Stranger Things use de ces ressorts, souvent déployés dans le marketing et la publicité, pour

résonner chez une audience qui a vécu dans les années 80. L'esprit de famille et la disparition de Will sont des piliers de la série. L'univers diégétique est plongé dans une esthétique audiovisuelle propre aux années 80 avec la bande originale, ou la mention du film It (1990) par Joyce à son fils dans l'un de ses souvenirs de la cabane construite par celui-ci. Enfin, des événements familiaux sont convoqués, comme dans le dernier épisode qui se déroule durant la soirée de Noël.

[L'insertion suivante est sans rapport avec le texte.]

//! Capability traits implemented by download-tool adapters.

use async_trait::async_trait;

use crate::model::{SeedRatioMode, Torrent, TorrentId};
use crate::throttle::ThrottleTier;

/// Narrow control surface the cleanup rules need from a torrent backend.
///
/// Rules depend only on this trait so any client that can list torrents and
/// apply batched mutations can be substituted.
#[async_trait]
pub trait TorrentControl: Send + Sync {
    /// Fetch a fresh snapshot of every torrent known to the client.
    async fn list_torrents(&self) -> anyhow::Result<Vec<Torrent>>;

    /// Pin the seed ratio limit and mode for the supplied torrents.
    async fn set_seed_ratio(
        &self,
        ids: &[TorrentId],
        limit: f64,
        mode: SeedRatioMode,
    ) -> anyhow::Result<()>;

    /// Stop (pause) the supplied torrents.
    async fn stop_torrents(&self, ids: &[TorrentId]) -> anyhow::Result<()>;

    /// Remove the supplied torrents, optionally deleting downloaded data.
    async fn remove_torrents(&self, ids: &[TorrentId], delete_data: bool) -> anyhow::Result<()>;
}

/// Best-effort bandwidth limiter for one download tool.
#[async_trait]
pub trait RateLimiter: Send + Sync {
    /// Stable tool name used in logs.
    fn name(&self) -> &'static str;

    /// Apply the selected tier. Disabled tools should return `Ok` without
    /// issuing any call.
    async fn apply(&self, tier: ThrottleTier) -> anyhow::Result<()>;
}
#![forbid(unsafe_code)]
#![deny(
    warnings,
    dead_code,
    unused,
    unused_imports,
    unused_must_use,
    unreachable_pub,
    clippy::all,
    clippy::pedantic,
    clippy::nursery,
    rustdoc::broken_intra_doc_links,
    rustdoc::bare_urls,
    missing_docs
)]

//! Transmission RPC client and adapters.
//!
//! Speaks the daemon's JSON-over-HTTP RPC dialect: one POST endpoint, a
//! `{"method", "arguments"}` envelope, and a CSRF session id delivered via a
//! 409 handshake. The client implements the policy capability traits so the
//! cleanup rules and throttle pipeline never see Transmission specifics.
//!
//! Layout: `rpc.rs` (wire DTOs and snapshot mapping), `limiter.rs`
//! (alternate-speed rate limiter adapter), `error.rs` (error types).

pub mod error;
pub mod limiter;
pub mod rpc;

use std::time::Duration;

use async_trait::async_trait;
use reqwest::{Client, StatusCode};
use serde_json::{Value, json};
use tokio::sync::Mutex;
use tracing::debug;
use url::Url;

use seedwarden_config::TransmissionSettings;
use seedwarden_policy::{SeedRatioMode, Torrent, TorrentControl, TorrentId};

pub use error::{TransmissionError, TransmissionResult};
pub use limiter::TransmissionLimiter;

const SESSION_ID_HEADER: &str = "X-Transmission-Session-Id";

/// Client for one Transmission daemon.
#[derive(Debug)]
pub struct TransmissionClient {
    client: Client,
    rpc_url: Url,
    auth: Option<(String, String)>,
    session_id: Mutex<Option<String>>,
}

impl TransmissionClient {
    /// Build a client from settings with the supplied request timeout.
    ///
    /// # Errors
    ///
    /// Returns an error when the RPC URL cannot be assembled or the HTTP
    /// client fails to build.
    pub fn new(settings: &TransmissionSettings, timeout: Duration) -> TransmissionResult<Self> {
        let endpoint = format!("http://{}:{}/transmission/rpc", settings.host, settings.port);
        let rpc_url = endpoint
            .parse()
            .map_err(|source| TransmissionError::InvalidEndpoint { endpoint, source })?;

        let client = Client::builder()
            .timeout(timeout)
            .build()
            .map_err(|source| TransmissionError::ClientBuild { source })?;

        let auth = settings
            .username
            .clone()
            .map(|user| (user, settings.password.clone().unwrap_or_default()));

        Ok(Self {
            client,
            rpc_url,
            auth,
            session_id: Mutex::new(None),
        })
    }

    /// Toggle the daemon's alternate-speed mode.
    ///
    /// `Some((down, up))` enables the mode with the supplied KiB/s rates;
    /// `None` disables it, restoring normal limits.
    ///
    /// # Errors
    ///
    /// Returns an error when the RPC call fails.
    pub async fn set_alt_speed(&self, rates: Option<(u64, u64)>) -> TransmissionResult<()> {
        let arguments = match rates {
            Some((down, up)) => json!({
                "alt-speed-enabled": true,
                "alt-speed-down": down,
                "alt-speed-up": up,
            }),
            None => json!({ "alt-speed-enabled": false }),
        };
        self.call("session-set", arguments).await?;
        Ok(())
    }

    /// Issue one RPC call, transparently refreshing the session id on the
    /// daemon's 409 handshake (retried at most once).
    async fn call(&self, method: &'static str, arguments: Value) -> TransmissionResult<Value> {
        let body = json!({ "method": method, "arguments": arguments });
        let mut refreshed = false;
        loop {
            let mut request = self.client.post(self.rpc_url.clone()).json(&body);
            if let Some((user, password)) = &self.auth {
                request = request.basic_auth(user, Some(password));
            }
            if let Some(id) = self.session_id.lock().await.clone() {
                request = request.header(SESSION_ID_HEADER, id);
            }

            let response = request
                .send()
                .await
                .map_err(|source| TransmissionError::Http { method, source })?;
            let status = response.status();

            if status == StatusCode::CONFLICT && !refreshed {
                let id = response
                    .headers()
                    .get(SESSION_ID_HEADER)
                    .and_then(|value| value.to_str().ok())
                    .map(str::to_string)
                    .ok_or(TransmissionError::Handshake { method })?;
                debug!(method, "refreshed rpc session id");
                *self.session_id.lock().await = Some(id);
                refreshed = true;
                continue;
            }
            if !status.is_success() {
                return Err(TransmissionError::Status {
                    method,
                    status: status.as_u16(),
                });
            }

            let bytes = response
                .bytes()
                .await
                .map_err(|source| TransmissionError::Http { method, source })?;
            let envelope: rpc::RpcEnvelope = serde_json::from_slice(&bytes)
                .map_err(|source| TransmissionError::Malformed { method, source })?;
            if envelope.result != "success" {
                return Err(TransmissionError::Rpc {
                    method,
                    result: envelope.result,
                });
            }
            return Ok(envelope.arguments);
        }
    }

    async fn fetch_torrents(&self) -> TransmissionResult<Vec<Torrent>> {
        let arguments = json!({
            "fields": [
                "id",
                "name",
                "isPrivate",
                "trackers",
                "seedRatioMode",
                "status",
                "doneDate",
            ]
        });
        let payload = self.call("torrent-get", arguments).await?;
        let listing: rpc::TorrentListing = serde_json::from_value(payload).map_err(|source| {
            TransmissionError::Malformed {
                method: "torrent-get",
                source,
            }
        })?;
        listing
            .torrents
            .into_iter()
            .map(rpc::TorrentEntry::into_snapshot)
            .collect()
    }
}

#[async_trait]
impl TorrentControl for TransmissionClient {
    async fn list_torrents(&self) -> anyhow::Result<Vec<Torrent>> {
        Ok(self.fetch_torrents().await?)
    }

    async fn set_seed_ratio(
        &self,
        ids: &[TorrentId],
        limit: f64,
        mode: SeedRatioMode,
    ) -> anyhow::Result<()> {
        let arguments = json!({
            "ids": ids,
            "seedRatioLimit": limit,
            "seedRatioMode": rpc::ratio_mode_code(mode),
        });
        self.call("torrent-set", arguments).await?;
        Ok(())
    }

    async fn stop_torrents(&self, ids: &[TorrentId]) -> anyhow::Result<()> {
        self.call("torrent-stop", json!({ "ids": ids })).await?;
        Ok(())
    }

    async fn remove_torrents(&self, ids: &[TorrentId], delete_data: bool) -> anyhow::Result<()> {
        let arguments = json!({ "ids": ids, "delete-local-data": delete_data });
        self.call("torrent-remove", arguments).await?;
        Ok(())
    }
}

Mais nombreux sont les spectateurs de la série à ne pas avoir connu les années 80, et dont les stimuli évoqués n'auront pas l'impact escompté. Comment expliquer le goût des jeunes spectateurs pour la série ? « Le rétromarketing cible aujourd’hui des segments de consommateurs n’ayant pas vécu la période de référence, sachant qu’ils peuvent être nostalgiques d’une époque qu’ils n’ont pas vécue ou, plus précisément, qu’ils n’ont pas

vécue directement, ou que le passé peut tout simplement leur apparaître cool»109

. En effet, les années 80 peuvent sembler être une ère sympathique, dans laquelle les jeunes discutaient par talkie-walkie interposé, avaient des copains loyaux et pouvaient faire le mur pour aller à des soirées où ils buvaient de la bière en secret. Aurélie Kessous évoque un phénomène intergénérationnel dans lequel des adolescents ou de jeunes adultes découvrent des produits rétro et découvrent par la suite que leurs parents aimaient ces objets. C'est le cas de la Fiat 500, du jeu Guitar Hero ou du film Star Wars. « Ainsi, des marques générationnelles se transforment en marques transgénérationnelles, par influence intergénérationnelle sociétale »110.